■ **Records from a dataset**
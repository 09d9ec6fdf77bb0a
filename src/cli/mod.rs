use std::path::PathBuf;

#[derive(clap::Parser, Debug)]
#[command(author, version, about = "Serve wordle games over JSON lines on stdin/stdout")]
pub struct Cli {
    /// Path to a TOML config file (defaults to ./wordle.toml if present)
    #[arg(short, long)]
    pub config: Option<PathBuf>,

    #[command(subcommand)]
    pub command: Option<Command>,
}

#[derive(clap::Subcommand, Debug, Default, Clone, Copy, PartialEq, Eq)]
pub enum Command {
    /// Print the resolved configuration and exit
    Config,

    /// Read requests from stdin until it closes
    #[default]
    Play,
}

impl Cli {
    pub fn command(&self) -> Command {
        self.command.unwrap_or_default()
    }
}
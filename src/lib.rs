#![warn(clippy::perf)]
#![warn(clippy::unwrap_used)]
#![cfg_attr(test, allow(clippy::unwrap_used))]

pub mod cli;
pub mod config;
pub mod driver;
pub mod errors;
pub mod game;
pub mod logging;
pub mod wordle;
pub mod words_list;

pub use config::Config;
pub use errors::Error;
pub use game::{GameSession, GameView, GuessError, GuessOutcome, PlayerId, Sessions, Status};
pub use wordle::{Guess, Mark, Word};
pub use words_list::{WordsList, WordsListError};
use thiserror::Error;

use crate::wordle::WORD_LENGTH;

/// Reasons a guess is turned away. None of them change the game.
#[derive(Debug, Clone, PartialEq, Eq, Error)]
pub enum GuessError {
    #[error("guess must be {} letters long (got {0})", WORD_LENGTH)]
    InvalidLength(usize),

    #[error("`{0}` is not a valid word")]
    UnknownWord(String),

    #[error("game is already over")]
    GameAlreadyOver,
}
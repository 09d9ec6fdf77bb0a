use std::collections::BTreeMap;

use rand::Rng;
use serde::Serialize;
use tracing::debug;

use crate::{
    wordle::{AsEmoji, Guess, Mark, Word, WORD_LENGTH},
    words_list::WordsList,
};

mod error;
pub use error::GuessError;

mod sessions;
pub use sessions::{PlayerId, Sessions};

pub const MAX_GUESSES: usize = 6;

#[derive(Debug, Clone, Copy, Default, PartialEq, Eq, Serialize)]
#[serde(rename_all = "snake_case")]
pub enum Status {
    #[default]
    InProgress,
    Won,
    Lost,
}

impl Status {
    pub const fn is_over(self) -> bool {
        matches!(self, Self::Won | Self::Lost)
    }

    pub const fn is_won(self) -> bool {
        matches!(self, Self::Won)
    }
}

/// One player's game.
#[derive(Debug, Clone)]
pub struct GameSession {
    answer: Word,
    guesses: Vec<Guess>,
    status: Status,
}

impl GameSession {
    pub fn new(answer: Word) -> Self {
        Self {
            answer,
            guesses: Vec::with_capacity(MAX_GUESSES),
            status: Status::InProgress,
        }
    }

    pub fn random<R: Rng + ?Sized>(words: &WordsList, rng: &mut R) -> Self {
        Self::new(words.random_answer(rng))
    }

    /// Throws away whatever game was being played, finished or not.
    pub fn new_game(&mut self, answer: Word) {
        *self = Self::new(answer);
    }

    pub fn submit(&mut self, raw: &str, words: &WordsList) -> Result<GuessOutcome, GuessError> {
        let upper = raw.to_uppercase();

        let length = upper.chars().count();
        if length != WORD_LENGTH {
            return Err(GuessError::InvalidLength(length));
        }

        let word = words
            .get_word(&upper)
            .ok_or(GuessError::UnknownWord(upper))?;

        if self.is_over() {
            return Err(GuessError::GameAlreadyOver);
        }

        let guess = Guess::new(word, &self.answer);
        self.guesses.push(guess);

        if word == self.answer {
            self.status = Status::Won;
        } else if self.guesses.len() == MAX_GUESSES {
            self.status = Status::Lost;
        }

        debug!(%guess, %word, status = ?self.status, num_guesses = self.guesses.len());

        Ok(GuessOutcome {
            marks: *guess.marks(),
            is_over: self.is_over(),
            is_won: self.is_won(),
            answer: self.revealed_answer(),
        })
    }

    pub fn view(&self) -> GameView {
        GameView {
            guesses: self.guesses.clone(),
            is_over: self.is_over(),
            is_won: self.is_won(),
            answer: self.revealed_answer(),
        }
    }

    pub const fn status(&self) -> Status {
        self.status
    }

    pub fn guesses(&self) -> &[Guess] {
        &self.guesses
    }

    pub const fn is_over(&self) -> bool {
        self.status.is_over()
    }

    pub const fn is_won(&self) -> bool {
        self.status.is_won()
    }

    fn revealed_answer(&self) -> Option<Word> {
        self.is_over().then_some(self.answer)
    }
}

/// Reply to an accepted guess.
#[derive(Debug, Clone, Copy, PartialEq, Eq, Serialize)]
pub struct GuessOutcome {
    #[serde(rename = "result")]
    pub marks: [Mark; WORD_LENGTH],
    #[serde(rename = "game_over")]
    pub is_over: bool,
    #[serde(rename = "won")]
    pub is_won: bool,
    /// Only present once the game is over.
    #[serde(rename = "target_word")]
    pub answer: Option<Word>,
}

/// Read-only snapshot of a game.
#[derive(Debug, Clone, Default, PartialEq, Eq, Serialize)]
pub struct GameView {
    pub guesses: Vec<Guess>,
    #[serde(rename = "game_over")]
    pub is_over: bool,
    #[serde(rename = "won")]
    pub is_won: bool,
    #[serde(rename = "target_word")]
    pub answer: Option<Word>,
}

impl GameView {
    /// The best mark each guessed letter has earned so far, for colouring a
    /// keyboard.
    pub fn letter_hints(&self) -> BTreeMap<char, Mark> {
        let mut hints = BTreeMap::new();

        for (letter, mark) in self.guesses.iter().flat_map(Guess::iter) {
            hints
                .entry(letter)
                .and_modify(|best: &mut Mark| *best = (*best).max(mark))
                .or_insert(mark);
        }

        hints
    }

    /// Emoji grid of the finished game.
    pub fn share_grid(&self) -> Option<String> {
        self.is_over
            .then(|| self.guesses.as_slice().as_emoji().into_owned())
    }
}
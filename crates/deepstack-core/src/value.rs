//! Attribute values and key/value input lists
//!
//! Every logging and enrichment call takes a [`KeyValues`]: a flat, ordered
//! sequence alternating key, value, key, value. It can be built from typed
//! pairs (`[("user", "bob")]`, `Vec<(String, Value)>`) whose keys are always
//! strings, or from a dynamic list via [`kv!`](crate::kv) whose keys may be
//! any [`Value`] and are validated at runtime.

use crate::error::RichError;
use serde::{Serialize, Serializer};
use std::fmt;

/// An attribute value attached to a log record or an error context
#[derive(Debug, Clone, PartialEq)]
pub enum Value {
    Null,
    Bool(bool),
    I64(i64),
    U64(u64),
    F64(f64),
    Str(String),
    Json(serde_json::Value),
    Error(ErrorValue),
}

/// An error attached as a value.
///
/// The rich-error capability is resolved once, when the error is converted
/// into a value: rich errors keep their stack trace and context, everything
/// else is reduced to its textual description.
#[derive(Debug, Clone, PartialEq)]
pub enum ErrorValue {
    Rich(RichError),
    Opaque(String),
}

impl ErrorValue {
    /// Wrap any error, keeping the rich capability when the error is a [`RichError`]
    pub fn from_error(err: &(dyn std::error::Error + 'static)) -> Self {
        match err.downcast_ref::<RichError>() {
            Some(rich) => Self::Rich(rich.clone()),
            None => Self::Opaque(err.to_string()),
        }
    }

    /// A foreign error known only by its description
    pub fn opaque(description: impl Into<String>) -> Self {
        Self::Opaque(description.into())
    }

    pub fn as_rich(&self) -> Option<&RichError> {
        match self {
            Self::Rich(rich) => Some(rich),
            Self::Opaque(_) => None,
        }
    }

    /// Textual description (the message for rich errors)
    pub fn description(&self) -> &str {
        match self {
            Self::Rich(rich) => rich.message(),
            Self::Opaque(text) => text,
        }
    }

    pub fn type_name(&self) -> &'static str {
        match self {
            Self::Rich(_) => "rich_error",
            Self::Opaque(_) => "error",
        }
    }
}

impl fmt::Display for ErrorValue {
    fn fmt(&self, f: &mut fmt::Formatter<'_>) -> fmt::Result {
        f.write_str(self.description())
    }
}

impl From<RichError> for ErrorValue {
    fn from(err: RichError) -> Self {
        Self::Rich(err)
    }
}

impl From<&RichError> for ErrorValue {
    fn from(err: &RichError) -> Self {
        Self::Rich(err.clone())
    }
}

impl From<anyhow::Error> for ErrorValue {
    fn from(err: anyhow::Error) -> Self {
        match err.downcast_ref::<RichError>() {
            Some(rich) => Self::Rich(rich.clone()),
            None => Self::Opaque(err.to_string()),
        }
    }
}

impl From<std::io::Error> for ErrorValue {
    fn from(err: std::io::Error) -> Self {
        Self::from_error(&err)
    }
}

impl From<Box<dyn std::error::Error + Send + Sync>> for ErrorValue {
    fn from(err: Box<dyn std::error::Error + Send + Sync>) -> Self {
        Self::from_error(err.as_ref())
    }
}

impl Value {
    /// Wrap an error value (see [`ErrorValue::from_error`])
    pub fn from_error(err: &(dyn std::error::Error + 'static)) -> Self {
        Self::Error(ErrorValue::from_error(err))
    }

    /// Type name reported in misuse warnings
    pub fn type_name(&self) -> &'static str {
        match self {
            Self::Null => "null",
            Self::Bool(_) => "bool",
            Self::I64(_) => "int",
            Self::U64(_) => "uint",
            Self::F64(_) => "float",
            Self::Str(_) => "string",
            Self::Json(_) => "json",
            Self::Error(err) => err.type_name(),
        }
    }

    pub fn as_str(&self) -> Option<&str> {
        match self {
            Self::Str(s) => Some(s),
            _ => None,
        }
    }

    pub fn as_rich_error(&self) -> Option<&RichError> {
        match self {
            Self::Error(err) => err.as_rich(),
            _ => None,
        }
    }

    /// JSON form used by structured sinks. Errors serialize as their description.
    pub fn to_json(&self) -> serde_json::Value {
        match self {
            Self::Null => serde_json::Value::Null,
            Self::Bool(b) => serde_json::Value::Bool(*b),
            Self::I64(n) => serde_json::Value::from(*n),
            Self::U64(n) => serde_json::Value::from(*n),
            Self::F64(n) => serde_json::Value::from(*n),
            Self::Str(s) => serde_json::Value::String(s.clone()),
            Self::Json(v) => v.clone(),
            Self::Error(err) => serde_json::Value::String(err.description().to_string()),
        }
    }
}

impl fmt::Display for Value {
    fn fmt(&self, f: &mut fmt::Formatter<'_>) -> fmt::Result {
        match self {
            Self::Null => f.write_str("null"),
            Self::Bool(b) => write!(f, "{}", b),
            Self::I64(n) => write!(f, "{}", n),
            Self::U64(n) => write!(f, "{}", n),
            Self::F64(n) => write!(f, "{}", n),
            Self::Str(s) => f.write_str(s),
            Self::Json(v) => write!(f, "{}", v),
            Self::Error(err) => write!(f, "{}", err),
        }
    }
}

impl Serialize for Value {
    fn serialize<S: Serializer>(&self, serializer: S) -> Result<S::Ok, S::Error> {
        match self {
            Self::Null => serializer.serialize_unit(),
            Self::Bool(b) => serializer.serialize_bool(*b),
            Self::I64(n) => serializer.serialize_i64(*n),
            Self::U64(n) => serializer.serialize_u64(*n),
            Self::F64(n) => serializer.serialize_f64(*n),
            Self::Str(s) => serializer.serialize_str(s),
            Self::Json(v) => v.serialize(serializer),
            Self::Error(err) => serializer.serialize_str(err.description()),
        }
    }
}

macro_rules! impl_from_signed {
    ($($t:ty),*) => {
        $(impl From<$t> for Value {
            fn from(n: $t) -> Self {
                Self::I64(n as i64)
            }
        })*
    };
}

macro_rules! impl_from_unsigned {
    ($($t:ty),*) => {
        $(impl From<$t> for Value {
            fn from(n: $t) -> Self {
                Self::U64(n as u64)
            }
        })*
    };
}

impl_from_signed!(i8, i16, i32, i64, isize);
impl_from_unsigned!(u8, u16, u32, u64, usize);

impl From<f32> for Value {
    fn from(n: f32) -> Self {
        Self::F64(f64::from(n))
    }
}

impl From<f64> for Value {
    fn from(n: f64) -> Self {
        Self::F64(n)
    }
}

impl From<bool> for Value {
    fn from(b: bool) -> Self {
        Self::Bool(b)
    }
}

impl From<&str> for Value {
    fn from(s: &str) -> Self {
        Self::Str(s.to_string())
    }
}

impl From<String> for Value {
    fn from(s: String) -> Self {
        Self::Str(s)
    }
}

impl From<&String> for Value {
    fn from(s: &String) -> Self {
        Self::Str(s.clone())
    }
}

impl From<serde_json::Value> for Value {
    fn from(v: serde_json::Value) -> Self {
        Self::Json(v)
    }
}

impl From<ErrorValue> for Value {
    fn from(err: ErrorValue) -> Self {
        Self::Error(err)
    }
}

impl From<RichError> for Value {
    fn from(err: RichError) -> Self {
        Self::Error(ErrorValue::Rich(err))
    }
}

impl From<&RichError> for Value {
    fn from(err: &RichError) -> Self {
        Self::Error(ErrorValue::Rich(err.clone()))
    }
}

impl From<anyhow::Error> for Value {
    fn from(err: anyhow::Error) -> Self {
        Self::Error(err.into())
    }
}

impl From<std::io::Error> for Value {
    fn from(err: std::io::Error) -> Self {
        Self::Error(err.into())
    }
}

impl<T: Into<Value>> From<Option<T>> for Value {
    fn from(v: Option<T>) -> Self {
        v.map_or(Self::Null, Into::into)
    }
}

/// Flat key/value sequence: key, value, key, value, ...
///
/// May be malformed (odd length, non-string keys); the logger sanitizes it.
#[derive(Debug, Clone, Default, PartialEq)]
pub struct KeyValues(Vec<Value>);

impl KeyValues {
    pub fn new() -> Self {
        Self::default()
    }

    /// Append one pair
    pub fn with(mut self, key: impl Into<Value>, value: impl Into<Value>) -> Self {
        self.0.push(key.into());
        self.0.push(value.into());
        self
    }

    pub fn len(&self) -> usize {
        self.0.len()
    }

    pub fn is_empty(&self) -> bool {
        self.0.is_empty()
    }

    pub fn as_slice(&self) -> &[Value] {
        &self.0
    }

    pub fn into_vec(self) -> Vec<Value> {
        self.0
    }
}

impl From<()> for KeyValues {
    fn from(_: ()) -> Self {
        Self::default()
    }
}

impl From<Vec<Value>> for KeyValues {
    fn from(items: Vec<Value>) -> Self {
        Self(items)
    }
}

impl<K, V, const N: usize> From<[(K, V); N]> for KeyValues
where
    K: Into<String>,
    V: Into<Value>,
{
    fn from(pairs: [(K, V); N]) -> Self {
        pairs.into_iter().collect()
    }
}

impl<K, V> From<Vec<(K, V)>> for KeyValues
where
    K: Into<String>,
    V: Into<Value>,
{
    fn from(pairs: Vec<(K, V)>) -> Self {
        pairs.into_iter().collect()
    }
}

impl<K, V> FromIterator<(K, V)> for KeyValues
where
    K: Into<String>,
    V: Into<Value>,
{
    fn from_iter<I: IntoIterator<Item = (K, V)>>(iter: I) -> Self {
        let iter = iter.into_iter();
        let mut items = Vec::with_capacity(iter.size_hint().0 * 2);
        for (key, value) in iter {
            items.push(Value::Str(key.into()));
            items.push(value.into());
        }
        Self(items)
    }
}

/// Build a dynamic [`KeyValues`] from alternating keys and values.
///
/// ```
/// use deepstack_core::kv;
///
/// let pairs = kv!["user", "bob", "attempt", 3];
/// assert_eq!(pairs.len(), 4);
/// ```
#[macro_export]
macro_rules! kv {
    () => {
        $crate::KeyValues::new()
    };
    ($($item:expr),+ $(,)?) => {
        $crate::KeyValues::from(vec![$($crate::Value::from($item)),+])
    };
}
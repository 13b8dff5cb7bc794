//! Rich errors: message, captured stack trace and structured context
//!
//! A [`RichError`] is created by [`Logger::new_error`](crate::Logger::new_error)
//! or [`Logger::add_context`](crate::Logger::add_context). Clones share one
//! logical error: context added through any clone is visible to every holder.
//! Concurrent enrichment of the same error is memory-safe but has no ordering
//! guarantee beyond last-writer-wins per key.

use crate::{ErrorValue, Value};
use parking_lot::RwLock;
use std::collections::HashMap;
use std::fmt;
use std::sync::Arc;

#[derive(Clone)]
pub struct RichError {
    inner: Arc<RichErrorInner>,
}

struct RichErrorInner {
    message: String,
    stack_trace: String,
    context: RwLock<HashMap<String, Value>>,
}

impl RichError {
    /// Context keys must already be sanitized.
    pub(crate) fn new(
        message: impl Into<String>,
        stack_trace: String,
        context: HashMap<String, Value>,
    ) -> Self {
        Self {
            inner: Arc::new(RichErrorInner {
                message: message.into(),
                stack_trace,
                context: RwLock::new(context),
            }),
        }
    }

    pub fn message(&self) -> &str {
        &self.inner.message
    }

    /// Stack trace captured when the error was created
    pub fn stack_trace(&self) -> &str {
        &self.inner.stack_trace
    }

    /// Snapshot of the context
    pub fn context(&self) -> HashMap<String, Value> {
        self.inner.context.read().clone()
    }

    pub fn context_value(&self, key: &str) -> Option<Value> {
        self.inner.context.read().get(key).cloned()
    }

    pub fn context_len(&self) -> usize {
        self.inner.context.read().len()
    }

    /// Whether both handles refer to the same logical error
    pub fn ptr_eq(&self, other: &Self) -> bool {
        Arc::ptr_eq(&self.inner, &other.inner)
    }

    /// Merge sanitized entries in place; later entries win.
    ///
    /// A rich error that is, or transitively contains, `self` is stored as
    /// its message only, so contexts never form a cycle.
    pub(crate) fn merge_context(&self, entries: HashMap<String, Value>) {
        if entries.is_empty() {
            return;
        }
        let entries: Vec<_> = entries
            .into_iter()
            .map(|(key, value)| match value.as_rich_error() {
                Some(err) if err.ptr_eq(self) || err.contains(self) => {
                    let flattened = Value::Error(ErrorValue::opaque(err.message()));
                    (key, flattened)
                }
                _ => (key, value),
            })
            .collect();
        self.inner.context.write().extend(entries);
    }

    /// Whether `target` is reachable through this error's context
    fn contains(&self, target: &RichError) -> bool {
        self.inner.context.read().values().any(|value| {
            value
                .as_rich_error()
                .is_some_and(|err| err.ptr_eq(target) || err.contains(target))
        })
    }
}

impl fmt::Display for RichError {
    fn fmt(&self, f: &mut fmt::Formatter<'_>) -> fmt::Result {
        f.write_str(&self.inner.message)
    }
}

impl fmt::Debug for RichError {
    fn fmt(&self, f: &mut fmt::Formatter<'_>) -> fmt::Result {
        f.debug_struct("RichError")
            .field("message", &self.inner.message)
            .field("context", &*self.inner.context.read())
            .field("stack_trace", &self.inner.stack_trace)
            .finish()
    }
}

impl PartialEq for RichError {
    fn eq(&self, other: &Self) -> bool {
        self.ptr_eq(other)
    }
}

impl std::error::Error for RichError {}
//! Call stack capture

use std::fmt::Write;
use std::path::{Path, PathBuf};

/// Maximum number of frames rendered by default
pub const DEFAULT_MAX_FRAMES: usize = 32;

/// Upper bound on frames resolved before filtering
const RESOLVE_LIMIT: usize = 256;

/// Leading frames with these prefixes belong to the capture machinery or to
/// the logger itself and are never part of a trace.
const INTERNAL_PREFIXES: &[&str] = &[
    "backtrace::",
    "deepstack_core::stack",
    "deepstack_core::error",
    "deepstack_core::logger",
];

const UNKNOWN: &str = "<unknown>";

/// Captures the current call stack as text.
///
/// Output is one frame per entry, innermost first, formatted as
/// `<function>\n\t<file>:<line>\n`. Capture never fails and never returns an
/// empty string.
pub trait StackTracer: Send + Sync {
    /// Capture the stack, skipping `skip_frames` frames nearest the caller
    /// in addition to the logger's own frames.
    fn capture(&self, skip_frames: usize) -> String;
}

/// [`StackTracer`] backed by the `backtrace` crate
#[derive(Debug, Clone)]
pub struct BacktraceStackTracer {
    work_dir: Option<PathBuf>,
    max_frames: usize,
}

#[derive(Debug)]
struct Frame {
    function: String,
    file: Option<PathBuf>,
    line: Option<u32>,
}

impl BacktraceStackTracer {
    pub fn new() -> Self {
        Self {
            work_dir: None,
            max_frames: DEFAULT_MAX_FRAMES,
        }
    }

    /// Render file paths under `dir` relative to it
    pub fn with_work_dir(mut self, dir: impl Into<PathBuf>) -> Self {
        self.work_dir = Some(dir.into());
        self
    }

    pub fn with_max_frames(mut self, max_frames: usize) -> Self {
        self.max_frames = max_frames.max(1);
        self
    }

    fn resolve_frames() -> Vec<Frame> {
        let mut frames = Vec::new();
        backtrace::trace(|raw| {
            let before = frames.len();
            backtrace::resolve_frame(raw, |symbol| {
                frames.push(Frame {
                    function: symbol
                        .name()
                        .map(|name| format!("{:#}", name))
                        .unwrap_or_else(|| UNKNOWN.to_string()),
                    file: symbol.filename().map(Path::to_path_buf),
                    line: symbol.lineno(),
                });
            });
            if frames.len() == before {
                frames.push(Frame {
                    function: UNKNOWN.to_string(),
                    file: None,
                    line: None,
                });
            }
            frames.len() < RESOLVE_LIMIT
        });
        frames
    }

    fn display_path(&self, file: &Path) -> String {
        self.work_dir
            .as_deref()
            .and_then(|dir| file.strip_prefix(dir).ok())
            .unwrap_or(file)
            .display()
            .to_string()
    }
}

impl Default for BacktraceStackTracer {
    fn default() -> Self {
        Self::new()
    }
}

impl StackTracer for BacktraceStackTracer {
    fn capture(&self, skip_frames: usize) -> String {
        let frames = Self::resolve_frames();
        let first_external = frames
            .iter()
            .position(|frame| !is_internal(&frame.function))
            .unwrap_or(frames.len());

        let mut out = String::new();
        for frame in frames
            .iter()
            .skip(first_external)
            .skip(skip_frames)
            .take(self.max_frames)
        {
            let file = frame
                .file
                .as_deref()
                .map(|f| self.display_path(f))
                .unwrap_or_else(|| UNKNOWN.to_string());
            let _ = writeln!(
                out,
                "{}\n\t{}:{}",
                frame.function,
                file,
                frame.line.unwrap_or(0)
            );
        }

        if out.is_empty() {
            out = format!("{}\n\t{}:0\n", UNKNOWN, UNKNOWN);
        }
        out
    }
}

fn is_internal(function: &str) -> bool {
    let name = function.trim_start_matches('<');
    INTERNAL_PREFIXES.iter().any(|prefix| name.starts_with(prefix))
}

■ **Task to carry out**
Could you transcribe the entries above word for word, from the line with "use crate::error::RichError;" down to the line with "for rich errors)", keeping both?

■ **Exercise solution**
use crate::error::RichError;
use serde::{Serialize, Serializer};
use std::fmt;

/// An attribute value attached to a log record or an error context
#[derive(Debug, Clone, PartialEq)]
pub enum Value {
    Null,
    Bool(bool),
    I64(i64),
    U64(u64),
    F64(f64),
    Str(String),
    Json(serde_json::Value),
    Error(ErrorValue),
}

/// An error attached as a value.
///
/// The rich-error capability is resolved once, when the error is converted
/// into a value: rich errors keep their stack trace and context, everything
/// else is reduced to its textual description.
#[derive(Debug, Clone, PartialEq)]
pub enum ErrorValue {
    Rich(RichError),
    Opaque(String),
}

impl ErrorValue {
    /// Wrap any error, keeping the rich capability when the error is a [`RichError`]
    pub fn from_error(err: &(dyn std::error::Error + 'static)) -> Self {
        match err.downcast_ref::<RichError>() {
            Some(rich) => Self::Rich(rich.clone()),
            None => Self::Opaque(err.to_string()),
        }
    }

    /// A foreign error known only by its description
    pub fn opaque(description: impl Into<String>) -> Self {
        Self::Opaque(description.into())
    }

    pub fn as_rich(&self) -> Option<&RichError> {
        match self {
            Self::Rich(rich) => Some(rich),
            Self::Opaque(_) => None,
        }
    }

    /// Textual description (the message for rich errors)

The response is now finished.